Please set down only the lines between the line containing "logging::init(&config.rust_log);" and the end of the records, inclusive, exactly as they stand.

--------------------------------------------------

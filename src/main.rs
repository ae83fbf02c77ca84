use anyhow::Context;
use std::net::{IpAddr, SocketAddr};
use tracing::{error, info};

use peercall::config::validate_relay_env;
use peercall::relay::RelayServer;
use peercall::{logging, metrics};

#[tokio::main]
async fn main() -> anyhow::Result<()> {
    let config = match validate_relay_env() {
        Ok(config) => config,
        Err(e) => {
            logging::init("info");
            error!(error = %e, "Invalid relay configuration");
            return Err(e).context("relay configuration");
        }
    };
    logging::init(&config.rust_log);
    metrics::register_metrics();

    let host: IpAddr = config
        .host
        .parse()
        .with_context(|| format!("RELAY_HOST '{}' is not an IP address", config.host))?;
    let addr = SocketAddr::new(host, config.port);

    let relay = RelayServer::new(config);
    let shutdown = async {
        if let Err(e) = tokio::signal::ctrl_c().await {
            error!(error = %e, "Failed to listen for Ctrl-C");
            return;
        }
        info!("Ctrl-C received, shutting down");
    };

    let (bound, server) = relay
        .bind(addr, shutdown)
        .with_context(|| format!("failed to bind relay on {}", addr))?;
    info!(addr = %bound, "Signaling relay listening");

    server.await;
    info!("Signaling relay stopped");
    Ok(())
}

--------------------------------------------------

§ Result of this task
    logging::init(&config.rust_log);
    metrics::register_metrics();

    let host: IpAddr = config
        .host
        .parse()
        .with_context(|| format!("RELAY_HOST '{}' is not an IP address", config.host))?;
    let addr = SocketAddr::new(host, config.port);

    let relay = RelayServer::new(config);
    let shutdown = async {
        if let Err(e) = tokio::signal::ctrl_c().await {
            error!(error = %e, "Failed to listen for Ctrl-C");
            return;
        }
        info!("Ctrl-C received, shutting down");
    };

    let (bound, server) = relay
        .bind(addr, shutdown)
        .with_context(|| format!("failed to bind relay on {}", addr))?;
    info!(addr = %bound, "Signaling relay listening");

    server.await;
    info!("Signaling relay stopped");
    Ok(())
}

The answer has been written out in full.